1 . A system for applying a lethal dose of radiation to tumor cells located within a living mammal, wherein said tumor cells are in the form of a group having an exterior boundary which defines a tumor body that is surrounded by non-tumorous cells, said system comprising: a three-dimensional tumor imager that measures said tumor body and provides image data which establishes the location of said exterior boundary of said tumor body within said living mammal; at least two radiation sources which are located exteriorly of said mammal, each of said radiation sources being capable of providing a beam of radiation at selected radiation intensities; beam directors associated with each of said radiation sources for controllably pointing said beams of radiation in desired directions; a radiation control center which receives image data from said tumor imager and uses this data to control said beam directors to provide focusing of said two or more beams of radiation on said tumor body and wherein said radiation control center controls the intensity of radiation in each of said two or more beams of radiation so that each individual beam is non- lethal to said non-tumorous cells whereas the combined radiation intensities of said two or more beams of radiation focused on said tumor body are lethal to said tumor cells.

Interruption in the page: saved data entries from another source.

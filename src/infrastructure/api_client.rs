// HTTP client for the upstream dashboard API
use crate::application::dashboard_source::DashboardSource;
use crate::domain::error::FetchError;
use crate::domain::snapshot::DashboardSnapshot;
use async_trait::async_trait;
use bytes::Bytes;
use reqwest::header::{ACCEPT, CONTENT_TYPE};

pub const DASHBOARD_PATH: &str = "/api/v1/dashboard";

#[derive(Debug, Clone)]
pub struct ApiClient {
    base_url: String,
    client: reqwest::Client,
}

impl ApiClient {
    pub fn new(base_url: impl Into<String>) -> Self {
        let base_url: String = base_url.into();
        Self {
            base_url: base_url.trim_end_matches('/').to_string(),
            client: reqwest::Client::new(),
        }
    }

    pub fn dashboard_url(&self) -> String {
        format!("{}{}", self.base_url, DASHBOARD_PATH)
    }

    async fn execute(&self) -> Result<Bytes, FetchError> {
        let url = self.dashboard_url();
        tracing::debug!("Requesting dashboard data from {}", url);

        let response = self
            .client
            .get(&url)
            .header(ACCEPT, "application/json")
            .header(CONTENT_TYPE, "application/json")
            .send()
            .await
            .map_err(|e| {
                tracing::error!("Dashboard request to {} failed: {}", url, e);
                FetchError::Transport(e.to_string())
            })?;

        tracing::debug!(headers = ?response.headers(), "Dashboard response received");

        let status = response.status();
        if !status.is_success() {
            let reason = status.canonical_reason().unwrap_or_default().to_string();
            let body = response
                .json::<serde_json::Value>()
                .await
                .unwrap_or_else(|_| serde_json::json!({}));

            tracing::error!(
                status = status.as_u16(),
                status_text = %reason,
                error = %body,
                "Dashboard API error"
            );

            return Err(FetchError::Status {
                status: status.as_u16(),
                reason,
                body,
            });
        }

        response
            .bytes()
            .await
            .map_err(|e| FetchError::Transport(e.to_string()))
    }
}

#[async_trait]
impl DashboardSource for ApiClient {
    async fn fetch_snapshot(&self) -> Result<DashboardSnapshot, FetchError> {
        let body = self.execute().await?;
        serde_json::from_slice(&body).map_err(|e| FetchError::Decode(e.to_string()))
    }

    async fn fetch_raw(&self) -> Result<Bytes, FetchError> {
        let body = self.execute().await?;
        // Relayed as application/json, so it has to be JSON
        serde_json::from_slice::<serde::de::IgnoredAny>(&body)
            .map_err(|e| FetchError::Decode(e.to_string()))?;
        Ok(body)
    }
}

#[cfg(test)]
mod tests {
    use super::*;
    use serde_json::json;
    use wiremock::matchers::{header, method, path};
    use wiremock::{Mock, MockServer, ResponseTemplate};

    fn payload() -> serde_json::Value {
        json!({
            "total_calls": 57,
            "total_calls_change": 5,
            "appointments_booked": 12,
            "appointments_change": -3,
            "avg_call_duration": "3m 20s",
            "avg_call_duration_change": 1.5,
            "avg_rating": 4.5,
            "avg_rating_change": 0,
            "daily_stats": [],
            "recent_calls": []
        })
    }

    #[test]
    fn test_dashboard_url_trims_trailing_slash() {
        let client = ApiClient::new("http://localhost:8000/");
        assert_eq!(client.dashboard_url(), "http://localhost:8000/api/v1/dashboard");
    }

    #[tokio::test]
    async fn test_fetch_snapshot_success() {
        let server = MockServer::start().await;
        Mock::given(method("GET"))
            .and(path("/api/v1/dashboard"))
            .and(header("accept", "application/json"))
            .respond_with(ResponseTemplate::new(200).set_body_json(payload()))
            .expect(1)
            .mount(&server)
            .await;

        let client = ApiClient::new(server.uri());
        let snapshot = client.fetch_snapshot().await.unwrap();

        assert_eq!(snapshot.total_calls, 57);
        assert_eq!(snapshot.avg_call_duration, "3m 20s");
    }

    #[tokio::test]
    async fn test_non_success_status_carries_code_and_body() {
        let server = MockServer::start().await;
        Mock::given(method("GET"))
            .and(path("/api/v1/dashboard"))
            .respond_with(
                ResponseTemplate::new(503).set_body_json(json!({ "detail": "maintenance" })),
            )
            .mount(&server)
            .await;

        let err = ApiClient::new(server.uri()).fetch_snapshot().await.unwrap_err();

        assert_eq!(err.to_string(), "API Error: 503 Service Unavailable");
        match err {
            FetchError::Status { status, body, .. } => {
                assert_eq!(status, 503);
                assert_eq!(body, json!({ "detail": "maintenance" }));
            }
            other => panic!("unexpected error: {:?}", other),
        }
    }

    #[tokio::test]
    async fn test_unparseable_error_body_defaults_to_empty_object() {
        let server = MockServer::start().await;
        Mock::given(method("GET"))
            .and(path("/api/v1/dashboard"))
            .respond_with(ResponseTemplate::new(500).set_body_string("<html>oops</html>"))
            .mount(&server)
            .await;

        let err = ApiClient::new(server.uri()).fetch_raw().await.unwrap_err();

        match err {
            FetchError::Status { status, body, .. } => {
                assert_eq!(status, 500);
                assert_eq!(body, json!({}));
            }
            other => panic!("unexpected error: {:?}", other),
        }
    }

    #[tokio::test]
    async fn test_invalid_success_body_is_decode_error() {
        let server = MockServer::start().await;
        Mock::given(method("GET"))
            .and(path("/api/v1/dashboard"))
            .respond_with(ResponseTemplate::new(200).set_body_json(json!({ "total_calls": "many" })))
            .mount(&server)
            .await;

        let err = ApiClient::new(server.uri()).fetch_snapshot().await.unwrap_err();
        assert!(matches!(err, FetchError::Decode(_)));
    }

    #[tokio::test]
    async fn test_fetch_raw_returns_body_verbatim() {
        let server = MockServer::start().await;
        let body = r#"{"total_calls": 1, "extra": [1, 2, 3]}"#;
        Mock::given(method("GET"))
            .and(path("/api/v1/dashboard"))
            .respond_with(ResponseTemplate::new(200).set_body_string(body))
            .mount(&server)
            .await;

        let raw = ApiClient::new(server.uri()).fetch_raw().await.unwrap();
        assert_eq!(raw, Bytes::from(body));
    }

    #[tokio::test]
    async fn test_fetch_raw_rejects_non_json_success_body() {
        let server = MockServer::start().await;
        Mock::given(method("GET"))
            .and(path("/api/v1/dashboard"))
            .respond_with(ResponseTemplate::new(200).set_body_string("<html>maintenance</html>"))
            .mount(&server)
            .await;

        let err = ApiClient::new(server.uri()).fetch_raw().await.unwrap_err();
        assert!(matches!(err, FetchError::Decode(_)));
    }

    #[tokio::test]
    async fn test_unregistered_status_has_no_trailing_reason() {
        let server = MockServer::start().await;
        Mock::given(method("GET"))
            .and(path("/api/v1/dashboard"))
            .respond_with(ResponseTemplate::new(599))
            .mount(&server)
            .await;

        let err = ApiClient::new(server.uri()).fetch_snapshot().await.unwrap_err();
        assert_eq!(err.to_string(), "API Error: 599");
    }

    #[tokio::test]
    async fn test_connection_refused_is_transport_error() {
        // Bind then release a port so nothing is listening on it
        let listener = std::net::TcpListener::bind("127.0.0.1:0").unwrap();
        let addr = listener.local_addr().unwrap();
        drop(listener);

        let err = ApiClient::new(format!("http://{}", addr))
            .fetch_snapshot()
            .await
            .unwrap_err();

        assert!(matches!(err, FetchError::Transport(_)));
        assert!(!err.to_string().is_empty());
    }
}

2. A system according to claim 1 which comprises a structure having at least two locations for mounting said radiation sources, said locations being positioned surrounding a radiation zone in which said tumor body is located during application of radiation.

3. A system according to claim 2 wherein said structure includes at least three radiation sources positioned at equally spaced locations around said radiation zone.

4. A system according to claim 3 wherein said structure comprises an annular frame having an axis located in the center of said radiation zone, wherein said radiation sources mounted on said frame and directed inward towards the center of said radiation zone.

5. A system according to claim 4 which further comprises a gear drive mechanism to provide rotation of said annular frame about said axis in order to move the annular positioning of said radiation sources mounted thereto.

6. A system according to claim 1 wherein said radiation control system includes means for pulsing the radiation from one or more of said radiation sources to provide intermittent beams of radiation.

7. A system according to claim 1 wherein said three-dimensional tumor imager is an MRI or CAT scan.